§ Try it: Search the records below for the line containing "assert_eq!(in_flight(&semaphore, 3), 2);". Output that line and all later lines exactly; output nothing else.

§ Record extracts:
-=-=-=-=-

//! Repair worker service
//!
//! Drains the repair queue with a fixed pool of concurrent repairs:
//! - each job runs under the per-job timeout
//! - retryable failures go back on the queue until `max_attempts`
//! - segments that cannot be repaired go to an [`IrreparableSink`]
//! - a fatal error stops intake, waits for running jobs and is returned

use crate::config::RepairConfig;
use crate::metrics;
use crate::queue::{QueueError, RepairJob, RepairQueue};
use crate::segment::{RepairError, RepairOutcome, SegmentRepairer};
use async_trait::async_trait;
use chrono::{DateTime, Utc};
use parking_lot::Mutex;
use std::sync::atomic::{AtomicU64, Ordering};
use std::sync::Arc;
use std::time::Instant;
use tessera_core::SegmentId;
use tokio::sync::Semaphore;
use tokio_util::sync::CancellationToken;
use tracing::{debug, error, info, instrument, warn};

/// Enqueue attempts before a job that cannot be put back is reported
const REQUEUE_ATTEMPTS: u32 = 3;

// =============================================================================
// IRREPARABLE SINK
// =============================================================================

/// A segment given up on
#[derive(Debug, Clone, PartialEq)]
pub struct IrreparableSegment {
    pub segment_id: SegmentId,
    pub attempts: u32,
    pub reason: String,
    pub reported_at: DateTime<Utc>,
}

/// Destination for segments the service could not repair
#[async_trait]
pub trait IrreparableSink: Send + Sync {
    async fn report(&self, segment: IrreparableSegment);
}

/// Sink that only logs
#[derive(Debug, Default)]
pub struct LoggingIrreparableSink;

#[async_trait]
impl IrreparableSink for LoggingIrreparableSink {
    async fn report(&self, segment: IrreparableSegment) {
        error!(
            segment = %segment.segment_id,
            attempts = segment.attempts,
            reason = %segment.reason,
            "Segment irreparable"
        );
    }
}

/// Sink that keeps reports in memory
#[derive(Debug, Default)]
pub struct MemoryIrreparableSink {
    reports: Mutex<Vec<IrreparableSegment>>,
}

impl MemoryIrreparableSink {
    pub fn new() -> Self {
        Self::default()
    }

    pub fn reports(&self) -> Vec<IrreparableSegment> {
        self.reports.lock().clone()
    }
}

#[async_trait]
impl IrreparableSink for MemoryIrreparableSink {
    async fn report(&self, segment: IrreparableSegment) {
        error!(
            segment = %segment.segment_id,
            attempts = segment.attempts,
            reason = %segment.reason,
            "Segment irreparable"
        );
        self.reports.lock().push(segment);
    }
}

// =============================================================================
// STATISTICS
// =============================================================================

#[derive(Debug, Default)]
struct Counters {
    repaired: AtomicU64,
    already_healthy: AtomicU64,
    irreparable: AtomicU64,
    skipped: AtomicU64,
    failed: AtomicU64,
    retried: AtomicU64,
}

/// Job counts since the service was created
#[derive(Debug, Clone, Copy, Default, PartialEq, Eq)]
pub struct RepairStats {
    pub repaired: u64,
    pub already_healthy: u64,
    pub irreparable: u64,
    /// Segments deleted or expired before repair
    pub skipped: u64,
    /// Failed attempts, retried or not
    pub failed: u64,
    pub retried: u64,
}

// =============================================================================
// SERVICE
// =============================================================================

struct Shared {
    queue: Arc<dyn RepairQueue>,
    repairer: Arc<SegmentRepairer>,
    sink: Arc<dyn IrreparableSink>,
    config: RepairConfig,
    counters: Counters,
    /// Cancelled by `close` or a fatal error; stops intake only
    intake: CancellationToken,
    fatal: Mutex<Option<RepairError>>,
}

/// Repair worker pool
pub struct RepairService {
    shared: Arc<Shared>,
    semaphore: Arc<Semaphore>,
    permits: u32,
}

impl RepairService {
    pub fn new(
        queue: Arc<dyn RepairQueue>,
        repairer: Arc<SegmentRepairer>,
        sink: Arc<dyn IrreparableSink>,
    ) -> Self {
        let config = repairer.config().clone();
        let permits = u32::try_from(config.max_concurrent_repairs.max(1)).unwrap_or(u32::MAX);
        Self {
            shared: Arc::new(Shared {
                queue,
                repairer,
                sink,
                config,
                counters: Counters::default(),
                intake: CancellationToken::new(),
                fatal: Mutex::new(None),
            }),
            semaphore: Arc::new(Semaphore::new(permits as usize)),
            permits,
        }
    }

    pub fn stats(&self) -> RepairStats {
        let c = &self.shared.counters;
        RepairStats {
            repaired: c.repaired.load(Ordering::Relaxed),
            already_healthy: c.already_healthy.load(Ordering::Relaxed),
            irreparable: c.irreparable.load(Ordering::Relaxed),
            skipped: c.skipped.load(Ordering::Relaxed),
            failed: c.failed.load(Ordering::Relaxed),
            retried: c.retried.load(Ordering::Relaxed),
        }
    }

    /// Process jobs until `cancel` fires, [`close`](Self::close) is called
    /// or a fatal error occurs
    ///
    /// `cancel` also aborts running repairs; their jobs are put back on the
    /// queue unchanged.
    pub async fn run(&self, cancel: CancellationToken) -> Result<(), RepairError> {
        info!(
            max_concurrent = self.permits,
            per_job_timeout = ?self.shared.config.per_job_timeout(),
            "Repair service started"
        );

        let accept = self.shared.intake.child_token();
        let watcher = {
            let accept = accept.clone();
            let cancel = cancel.clone();
            tokio::spawn(async move {
                tokio::select! {
                    _ = cancel.cancelled() => accept.cancel(),
                    _ = accept.cancelled() => {}
                }
            })
        };

        loop {
            let permit = tokio::select! {
                _ = accept.cancelled() => break,
                permit = self.semaphore.clone().acquire_owned() => match permit {
                    Ok(permit) => permit,
                    Err(_) => break,
                },
            };

            let job = match self.shared.queue.next(&accept).await {
                Ok(Some(job)) => job,
                Ok(None) => break,
                Err(e) if e.is_fatal() => {
                    self.shared.fail(e.into());
                    break;
                }
                Err(e) => {
                    warn!(error = %e, "Failed to dequeue repair job");
                    drop(permit);
                    tokio::select! {
                        _ = accept.cancelled() => break,
                        _ = tokio::time::sleep(self.shared.config.queue_poll_interval()) => {}
                    }
                    continue;
                }
            };

            metrics::set_active_repairs(self.in_flight());
            let shared = self.shared.clone();
            let cancel = cancel.clone();
            let semaphore = self.semaphore.clone();
            let permits = self.permits;
            tokio::spawn(async move {
                shared.process(job, cancel).await;
                drop(permit);
                metrics::set_active_repairs(in_flight(&semaphore, permits));
            });
        }

        accept.cancel();
        let _ = watcher.await;
        self.drain().await;
        metrics::set_active_repairs(0);
        info!(stats = ?self.stats(), "Repair service stopped");

        match self.shared.fatal.lock().take() {
            Some(e) => Err(e),
            None => Ok(()),
        }
    }

    /// Stop taking jobs and wait for running repairs to finish
    pub async fn close(&self) {
        self.shared.intake.cancel();
        self.drain().await;
    }

    fn in_flight(&self) -> usize {
        in_flight(&self.semaphore, self.permits)
    }

    async fn drain(&self) {
        if let Ok(all) = self.semaphore.acquire_many(self.permits).await {
            drop(all);
        }
    }
}

fn in_flight(semaphore: &Semaphore, permits: u32) -> usize {
    (permits as usize).saturating_sub(semaphore.available_permits())
}

impl Shared {
    /// Record a fatal error and stop intake; the first error wins
    fn fail(&self, err: RepairError) {
        error!(error = %err, "Fatal repair error, shutting down");
        let mut fatal = self.fatal.lock();
        if fatal.is_none() {
            *fatal = Some(err);
        }
        self.intake.cancel();
    }

    #[instrument(skip_all, fields(segment = %job.segment_id, attempts = job.attempts))]
    async fn process(&self, job: RepairJob, cancel: CancellationToken) {
        let started = Instant::now();
        let result = tokio::select! {
            _ = cancel.cancelled() => Err(RepairError::Cancelled),
            result = tokio::time::timeout(self.config.per_job_timeout(), self.repairer.repair(&job)) => {
                result.unwrap_or(Err(RepairError::Timeout(job.segment_id)))
            }
        };
        metrics::record_repair_duration(started.elapsed().as_secs_f64());

        match result {
            Ok(outcome) => self.finish(&job, outcome).await,
            Err(RepairError::Cancelled) => {
                debug!("Repair cancelled, returning job to the queue");
                let _ = self.requeue(job).await;
            }
            Err(e) if e.is_fatal() => {
                metrics::record_repair_failure(e.kind(), false);
                let _ = self.requeue(job).await;
                self.fail(e);
            }
            Err(e) => self.retry(job, e).await,
        }
    }

    async fn finish(&self, job: &RepairJob, outcome: RepairOutcome) {
        metrics::record_repair_outcome(outcome.as_str());
        let c = &self.counters;
        match outcome {
            RepairOutcome::Repaired { .. } => {
                c.repaired.fetch_add(1, Ordering::Relaxed);
            }
            RepairOutcome::AlreadyHealthy { .. } => {
                c.already_healthy.fetch_add(1, Ordering::Relaxed);
            }
            RepairOutcome::Irreparable { healthy, required } => {
                c.irreparable.fetch_add(1, Ordering::Relaxed);
                self.sink
                    .report(IrreparableSegment {
                        segment_id: job.segment_id,
                        attempts: job.attempts + 1,
                        reason: format!("{} healthy pieces, {} required", healthy, required),
                        reported_at: Utc::now(),
                    })
                    .await;
            }
            RepairOutcome::SegmentGone | RepairOutcome::Expired => {
                c.skipped.fetch_add(1, Ordering::Relaxed);
            }
        }
    }

    async fn retry(&self, job: RepairJob, err: RepairError) {
        let c = &self.counters;
        c.failed.fetch_add(1, Ordering::Relaxed);
        metrics::record_repair_failure(err.kind(), true);

        let attempts = job.attempts + 1;
        if attempts >= self.config.max_attempts {
            self.give_up(job.segment_id, attempts, err.to_string()).await;
            return;
        }

        warn!(error = %err, attempts, "Repair failed, retrying later");
        match self.requeue(job.retry()).await {
            Ok(()) => {
                c.retried.fetch_add(1, Ordering::Relaxed);
                metrics::record_repair_retry();
            }
            Err(e) if e.is_fatal() => self.fail(e.into()),
            Err(_) => {}
        }
    }

    /// Put a job back on the queue
    ///
    /// Transient queue errors are retried with a growing delay. A job the
    /// queue still refuses is reported to the sink with the queue error.
    async fn requeue(&self, job: RepairJob) -> Result<(), QueueError> {
        let mut tries = 0;
        let err = loop {
            tries += 1;
            match self.queue.enqueue(job.clone()).await {
                Ok(()) => return Ok(()),
                Err(e) if e.is_fatal() || tries >= REQUEUE_ATTEMPTS => break e,
                Err(e) => {
                    warn!(error = %e, tries, "Failed to requeue repair job, trying again");
                    tokio::time::sleep(self.config.queue_poll_interval() * tries).await;
                }
            }
        };

        error!(error = %err, "Failed to requeue repair job");
        self.give_up(
            job.segment_id,
            job.attempts,
            format!("could not return job to the queue: {}", err),
        )
        .await;
        Err(err)
    }

    async fn give_up(&self, segment_id: SegmentId, attempts: u32, reason: String) {
        self.counters.irreparable.fetch_add(1, Ordering::Relaxed);
        metrics::record_repair_outcome("irreparable");
        self.sink
            .report(IrreparableSegment {
                segment_id,
                attempts,
                reason,
                reported_at: Utc::now(),
            })
            .await;
    }
}

#[cfg(test)]
mod tests {
    use super::*;

    #[tokio::test]
    async fn test_in_flight_counts_held_permits() {
        let semaphore = Arc::new(Semaphore::new(3));
        assert_eq!(in_flight(&semaphore, 3), 0);

        let first = semaphore.clone().acquire_owned().await.unwrap();
        assert_eq!(in_flight(&semaphore, 3), 1);
        let second = semaphore.clone().acquire_owned().await.unwrap();
        assert_eq!(in_flight(&semaphore, 3), 2);

        drop(first);
        assert_eq!(in_flight(&semaphore, 3), 1);
        drop(second);
        assert_eq!(in_flight(&semaphore, 3), 0);
    }
}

-=-=-=-=-

§ Answer space:
        assert_eq!(in_flight(&semaphore, 3), 2);

        drop(first);
        assert_eq!(in_flight(&semaphore, 3), 1);
        drop(second);
        assert_eq!(in_flight(&semaphore, 3), 0);
    }
}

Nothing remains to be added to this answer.